AIM OF THE TASK: Where in the data does the word "source" appear? Find those lines and copy them.

(Collected data entries)
════════════════

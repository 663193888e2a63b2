//! chromaseg-test - Regression test harness
//!
//! Every crate's `tests/*_reg.rs` drives its public API through a
//! [`RegParams`], which numbers each check, records failures instead of
//! panicking on the first one, and reports them all at the end.
//!
//! Three modes are supported:
//!
//! - **Compare** (default): check values and images, comparing written
//!   files with golden copies
//! - **Generate**: write golden copies of every checked file
//! - **Display**: run the checks and keep the written outputs for
//!   inspection without golden comparison
//!
//! # Usage
//!
//! ```ignore
//! use chromaseg_test::RegParams;
//!
//! let mut rp = RegParams::new("distribution");
//! rp.compare_values(1.0, hist.total() as f64, 1e-5);
//! assert!(rp.cleanup());
//! ```
//!
//! # Environment Variables
//!
//! - `REGTEST_MODE`: `compare`, `generate` or `display`
//! - `REGTEST_LOG`: log level (`error` .. `trace`) to print library logs

mod error;
mod params;

pub use error::{TestError, TestResult};
pub use params::{RegParams, RegTestMode};

/// Workspace root, two levels above this crate
fn workspace_root() -> String {
    format!("{}/../..", env!("CARGO_MANIFEST_DIR"))
}

/// Directory holding golden files
pub fn golden_dir() -> String {
    format!("{}/tests/golden", workspace_root())
}

/// Directory receiving regression outputs
pub fn regout_dir() -> String {
    format!("{}/tests/regout", workspace_root())
}
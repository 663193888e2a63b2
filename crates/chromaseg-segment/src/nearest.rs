//! Nearest-sample queries against a list of reference histograms

use crate::{Label, SegmentError, SegmentResult};
use chromaseg_color::ColorDistribution;

/// Index and distance of the reference closest to `query`.
///
/// On equal distances the earliest sample wins. `label` names the set in
/// the error returned when `samples` is empty.
pub fn nearest_sample(
    query: &ColorDistribution,
    samples: &[ColorDistribution],
    label: Label,
) -> SegmentResult<(usize, f32)> {
    samples
        .iter()
        .enumerate()
        .map(|(i, s)| (i, query.distance(s)))
        .fold(None, |best: Option<(usize, f32)>, (i, d)| match best {
            Some((_, bd)) if bd <= d => best,
            _ => Some((i, d)),
        })
        .ok_or(SegmentError::EmptyReferenceSet(label))
}

/// Smallest distance from `query` to any sample in `samples`.
pub fn min_distance(
    query: &ColorDistribution,
    samples: &[ColorDistribution],
    label: Label,
) -> SegmentResult<f32> {
    nearest_sample(query, samples, label).map(|(_, d)| d)
}
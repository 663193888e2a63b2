//! Depth conversion

use super::{Pix, PixelDepth};
use crate::color;
use crate::error::Result;

impl Pix {
    /// Promote to 32 bpp color, copying each gray value into all channels.
    ///
    /// Color images come back as a clone sharing the same buffer.
    pub fn convert_to_32(&self) -> Result<Pix> {
        if self.depth() == PixelDepth::Bit32 {
            return Ok(self.clone());
        }
        let mut rgb = Pix::new(self.width(), self.height(), PixelDepth::Bit32)?.to_mut();
        rgb.data_mut()
            .iter_mut()
            .zip(self.data().iter().map(|&v| v as u8))
            .for_each(|(dst, v)| *dst = color::compose_rgb(v, v, v));
        Ok(rgb.into())
    }
}
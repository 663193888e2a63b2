//! Rectangles
//!
//! A [`Box`] covers columns `x..x + w` and rows `y..y + h`. The right and
//! bottom edges are exclusive, so the rectangle between the corners
//! `(x1, y1)` and `(x2, y2)` is `Box { x: x1, y: y1, w: x2 - x1, h: y2 - y1 }`.

use crate::error::{Error, Result};

/// Axis-aligned rectangle in pixel coordinates
#[derive(Debug, Clone, Copy, PartialEq, Eq, Hash, Default)]
pub struct Box {
    pub x: i32,
    pub y: i32,
    pub w: i32,
    pub h: i32,
}

impl Box {
    /// Build a rectangle, refusing negative sizes.
    pub fn new(x: i32, y: i32, w: i32, h: i32) -> Result<Self> {
        if w < 0 || h < 0 {
            return Err(Error::InvalidParameter(format!(
                "negative box size {}x{}",
                w, h
            )));
        }
        Ok(Self { x, y, w, h })
    }

    /// Build a rectangle as given; a negative size yields an empty box.
    pub const fn new_unchecked(x: i32, y: i32, w: i32, h: i32) -> Self {
        Self { x, y, w, h }
    }

    /// Exclusive right edge, saturating at `i32::MAX`
    #[inline]
    pub fn right(&self) -> i32 {
        self.x.saturating_add(self.w)
    }

    /// Exclusive bottom edge, saturating at `i32::MAX`
    #[inline]
    pub fn bottom(&self) -> i32 {
        self.y.saturating_add(self.h)
    }

    /// Pixel count, zero for empty boxes
    #[inline]
    pub fn area(&self) -> i64 {
        if self.is_empty() {
            0
        } else {
            self.w as i64 * self.h as i64
        }
    }

    /// True when the box covers no pixel
    #[inline]
    pub fn is_empty(&self) -> bool {
        self.w <= 0 || self.h <= 0
    }

    #[inline]
    pub fn contains_point(&self, x: i32, y: i32) -> bool {
        (self.x..self.right()).contains(&x) && (self.y..self.bottom()).contains(&y)
    }

    /// True when `other` lies inside `self` (edges may coincide)
    pub fn contains_box(&self, other: &Box) -> bool {
        self.x <= other.x
            && self.y <= other.y
            && other.right() <= self.right()
            && other.bottom() <= self.bottom()
    }

    /// True when every pixel of the box exists in a `width` x `height` image.
    pub fn fits_within(&self, width: u32, height: u32) -> bool {
        let (x, y) = (i64::from(self.x), i64::from(self.y));
        x >= 0
            && y >= 0
            && x + i64::from(self.w) <= i64::from(width)
            && y + i64::from(self.h) <= i64::from(height)
    }

    /// Overlap of two boxes, `None` if they share no pixel.
    pub fn intersect(&self, other: &Box) -> Option<Box> {
        let (x0, y0) = (self.x.max(other.x), self.y.max(other.y));
        let (x1, y1) = (
            self.right().min(other.right()),
            self.bottom().min(other.bottom()),
        );
        (x0 < x1 && y0 < y1).then(|| Box::new_unchecked(x0, y0, x1 - x0, y1 - y0))
    }

    /// Part of the box inside a `width` x `height` image.
    pub fn clip(&self, width: u32, height: u32) -> Option<Box> {
        let frame = Box::new_unchecked(
            0,
            0,
            width.min(i32::MAX as u32) as i32,
            height.min(i32::MAX as u32) as i32,
        );
        self.intersect(&frame)
    }
}
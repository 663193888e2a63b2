//! Error types for chromaseg-segment

use crate::Label;
use thiserror::Error;

/// Errors that can occur while building reference sets or classifying
#[derive(Debug, Error)]
pub enum SegmentError {
    /// Core library error
    #[error("core error: {0}")]
    Core(#[from] chromaseg_core::Error),

    /// Histogram construction error
    #[error("color error: {0}")]
    Color(#[from] chromaseg_color::ColorError),

    /// A nearest-distance query was made against a set with no members
    #[error("{0} reference set is empty")]
    EmptyReferenceSet(Label),

    /// Invalid parameters
    #[error("invalid parameters: {0}")]
    InvalidParameters(String),
}

/// Result type for segmentation operations
pub type SegmentResult<T> = Result<T, SegmentError>;
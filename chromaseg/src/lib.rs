//! Chromaseg - Color-histogram segmentation for Rust
//!
//! Separates an object from its background by comparing coarse RGB
//! histograms. An operator samples regions of a frame as background or
//! object; each block of a later frame is then labeled by whichever set
//! holds the nearest sample, and painted with that label's color.
//!
//! # Overview
//!
//! - Image I/O (PNG, binary PNM) in [`io`]
//! - Quantized color distributions and region extraction in [`color`]
//! - Reference sets and block classification in [`segment`]
//!
//! # Example
//!
//! ```
//! use chromaseg::segment::{ReferenceSet, SampleLayout, SegmentOptions, segment_image};
//! use chromaseg::{Box, Color, Pix};
//!
//! // Red object on the left half of a white frame
//! let frame = Pix::new_filled(64, 32, Color::WHITE).unwrap();
//! let mut pm = frame.try_into_mut().unwrap();
//! pm.fill_rect_color(&Box::new_unchecked(0, 0, 32, 32), Color::RED).unwrap();
//! let frame: Pix = pm.into();
//!
//! let layout = SampleLayout::for_frame(64, 32, 8).unwrap();
//! let mut refs = ReferenceSet::new();
//! refs.add_background_sample(&frame, &layout.right_half).unwrap();
//! refs.add_object_sample(&frame, &layout.left_half).unwrap();
//!
//! let out = segment_image(&frame, &refs, &SegmentOptions::default()).unwrap();
//! assert_eq!(out.get_rgb(4, 4), Some((255, 0, 0)));
//! assert_eq!(out.get_rgb(60, 4), Some((255, 255, 255)));
//! ```

// Re-export core types (primary data structures used everywhere)
pub use chromaseg_core::*;

// Re-export domain crates as modules to avoid name conflicts
pub use chromaseg_color as color;
pub use chromaseg_io as io;
pub use chromaseg_segment as segment;
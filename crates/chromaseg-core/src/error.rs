//! Error type shared by the core image and rectangle code

use thiserror::Error;

#[derive(Error, Debug)]
pub enum Error {
    /// An image side is zero or the pixel count does not fit in memory
    #[error("invalid image dimensions: {width}x{height}")]
    InvalidDimension { width: u32, height: u32 },

    /// The operation is not defined for this depth
    #[error("operation not available at {0} bpp")]
    UnsupportedDepth(u32),

    #[error("pixel ({x}, {y}) is outside the {width}x{height} image")]
    IndexOutOfBounds {
        x: u32,
        y: u32,
        width: u32,
        height: u32,
    },

    #[error("invalid parameter: {0}")]
    InvalidParameter(String),
}

/// Result alias for core operations
pub type Result<T> = std::result::Result<T, Error>;
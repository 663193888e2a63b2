//! Error types for chromaseg-color

use chromaseg_core::Box;
use thiserror::Error;

/// Errors that can occur while building or normalizing color histograms
#[derive(Debug, Error)]
pub enum ColorError {
    /// Core library error
    #[error("core error: {0}")]
    Core(#[from] chromaseg_core::Error),

    /// Unsupported pixel depth for this operation
    #[error("unsupported depth: expected {expected}, got {actual}")]
    UnsupportedDepth { expected: &'static str, actual: u32 },

    /// Extraction rectangle covers no pixels
    #[error("empty region: {0:?} contains no pixels")]
    EmptyRegion(Box),

    /// Extraction rectangle reaches outside the image
    #[error("region {region:?} exceeds {width}x{height} image")]
    OutOfBounds { region: Box, width: u32, height: u32 },

    /// Histogram is in the wrong lifecycle state for the operation
    #[error("invalid histogram state: {0}")]
    InvalidState(&'static str),
}

/// Result type for color operations
pub type ColorResult<T> = Result<T, ColorError>;
//! Image container
//!
//! `Pix` holds the frames and sample images fed to the segmentation
//! pipeline. Two depths exist: 8 bpp gray and 32 bpp color.
//!
//! Each pixel takes one `u32`, rows top to bottom. Color pixels are
//! packed `0xRRGGBBAA` (see [`crate::color`]); gray pixels keep their
//! value in the low byte.
//!
//! A `Pix` is immutable and cheap to clone: clones share one buffer.
//! Editing goes through [`PixMut`], obtained with [`Pix::try_into_mut`]
//! when the buffer is not shared, or [`Pix::to_mut`] which always copies.

mod access;
mod convert;
pub mod graphics;

pub use graphics::Color;

use crate::error::{Error, Result};
use std::sync::Arc;

/// Bits per pixel
#[derive(Debug, Clone, Copy, PartialEq, Eq, Hash)]
#[repr(u32)]
pub enum PixelDepth {
    /// Gray
    Bit8 = 8,
    /// Packed RGBA
    Bit32 = 32,
}

impl PixelDepth {
    /// Bit count of this depth
    pub fn bits(self) -> u32 {
        self as u32
    }

    /// Mask of the bits a pixel may use
    pub fn max_value(self) -> u32 {
        match self {
            PixelDepth::Bit8 => 0xff,
            PixelDepth::Bit32 => u32::MAX,
        }
    }
}

#[derive(Debug, Clone)]
struct Raster {
    width: u32,
    height: u32,
    depth: PixelDepth,
    /// Channels carried by the source (1 gray, 3 RGB, 4 RGBA)
    spp: u32,
    words: Vec<u32>,
}

impl Raster {
    fn row_span(&self, y: u32) -> std::ops::Range<usize> {
        let start = y as usize * self.width as usize;
        start..start + self.width as usize
    }
}

/// Immutable, shareable image
///
/// ```
/// use chromaseg_core::{Pix, PixelDepth};
///
/// let frame = Pix::new(640, 480, PixelDepth::Bit32).unwrap();
/// assert_eq!((frame.width(), frame.height()), (640, 480));
/// ```
#[derive(Debug, Clone)]
pub struct Pix {
    raster: Arc<Raster>,
}

impl Pix {
    /// Allocate a zeroed image.
    ///
    /// # Errors
    ///
    /// [`Error::InvalidDimension`] for a zero side or a pixel count that
    /// overflows `usize`.
    pub fn new(width: u32, height: u32, depth: PixelDepth) -> Result<Self> {
        let len = (width as usize)
            .checked_mul(height as usize)
            .filter(|&n| n > 0)
            .ok_or(Error::InvalidDimension { width, height })?;
        let spp = Self::default_spp(depth);
        Ok(Pix {
            raster: Arc::new(Raster {
                width,
                height,
                depth,
                spp,
                words: vec![0; len],
            }),
        })
    }

    /// Wrap row-major pixel words.
    ///
    /// # Errors
    ///
    /// [`Error::InvalidDimension`] for a zero side, and
    /// [`Error::InvalidParameter`] when `words` does not hold exactly
    /// `width * height` pixels.
    pub fn from_data(width: u32, height: u32, depth: PixelDepth, words: Vec<u32>) -> Result<Self> {
        if width == 0 || height == 0 {
            return Err(Error::InvalidDimension { width, height });
        }
        if (width as usize).checked_mul(height as usize) != Some(words.len()) {
            return Err(Error::InvalidParameter(format!(
                "{} pixel words for a {}x{} image",
                words.len(),
                width,
                height
            )));
        }
        Ok(Pix {
            raster: Arc::new(Raster {
                width,
                height,
                depth,
                spp: Self::default_spp(depth),
                words,
            }),
        })
    }

    fn default_spp(depth: PixelDepth) -> u32 {
        match depth {
            PixelDepth::Bit8 => 1,
            PixelDepth::Bit32 => 3,
        }
    }

    /// Allocate a 32 bpp image painted with `color`.
    pub fn new_filled(width: u32, height: u32, color: Color) -> Result<Self> {
        let mut pm = Self::new(width, height, PixelDepth::Bit32)?.to_mut();
        pm.data_mut().fill(color.to_pixel32());
        Ok(pm.into())
    }

    #[inline]
    pub fn width(&self) -> u32 {
        self.raster.width
    }

    #[inline]
    pub fn height(&self) -> u32 {
        self.raster.height
    }

    #[inline]
    pub fn depth(&self) -> PixelDepth {
        self.raster.depth
    }

    /// Channels carried by the source image
    #[inline]
    pub fn spp(&self) -> u32 {
        self.raster.spp
    }

    /// All pixels, row-major
    #[inline]
    pub fn data(&self) -> &[u32] {
        &self.raster.words
    }

    /// Pixels of row `y`; panics when `y` is past the last row.
    #[inline]
    pub fn row_data(&self, y: u32) -> &[u32] {
        &self.raster.words[self.raster.row_span(y)]
    }

    /// Take the buffer for editing if no clone shares it.
    ///
    /// Gives `self` back unchanged when the buffer is shared.
    pub fn try_into_mut(self) -> std::result::Result<PixMut, Self> {
        Arc::try_unwrap(self.raster)
            .map(|raster| PixMut { raster })
            .map_err(|raster| Pix { raster })
    }

    /// Copy the buffer into a new editable image.
    pub fn to_mut(&self) -> PixMut {
        PixMut {
            raster: Raster::clone(&self.raster),
        }
    }
}

/// Editable image, turned back into a [`Pix`] with `into()`
#[derive(Debug)]
pub struct PixMut {
    raster: Raster,
}

impl PixMut {
    #[inline]
    pub fn width(&self) -> u32 {
        self.raster.width
    }

    #[inline]
    pub fn height(&self) -> u32 {
        self.raster.height
    }

    #[inline]
    pub fn depth(&self) -> PixelDepth {
        self.raster.depth
    }

    #[inline]
    pub fn spp(&self) -> u32 {
        self.raster.spp
    }

    /// Record how many channels the pixels carry (3 or 4 for color).
    pub fn set_spp(&mut self, spp: u32) {
        self.raster.spp = spp;
    }

    #[inline]
    pub fn data(&self) -> &[u32] {
        &self.raster.words
    }

    #[inline]
    pub fn data_mut(&mut self) -> &mut [u32] {
        &mut self.raster.words
    }

    /// Mutable pixels of row `y`; panics when `y` is past the last row.
    #[inline]
    pub fn row_data_mut(&mut self, y: u32) -> &mut [u32] {
        let span = self.raster.row_span(y);
        &mut self.raster.words[span]
    }
}

impl From<PixMut> for Pix {
    fn from(pm: PixMut) -> Self {
        Pix {
            raster: Arc::new(pm.raster),
        }
    }
}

════════════════

FINAL ANSWER:
    /// Channels carried by the source (1 gray, 3 RGB, 4 RGBA)
    /// Channels carried by the source image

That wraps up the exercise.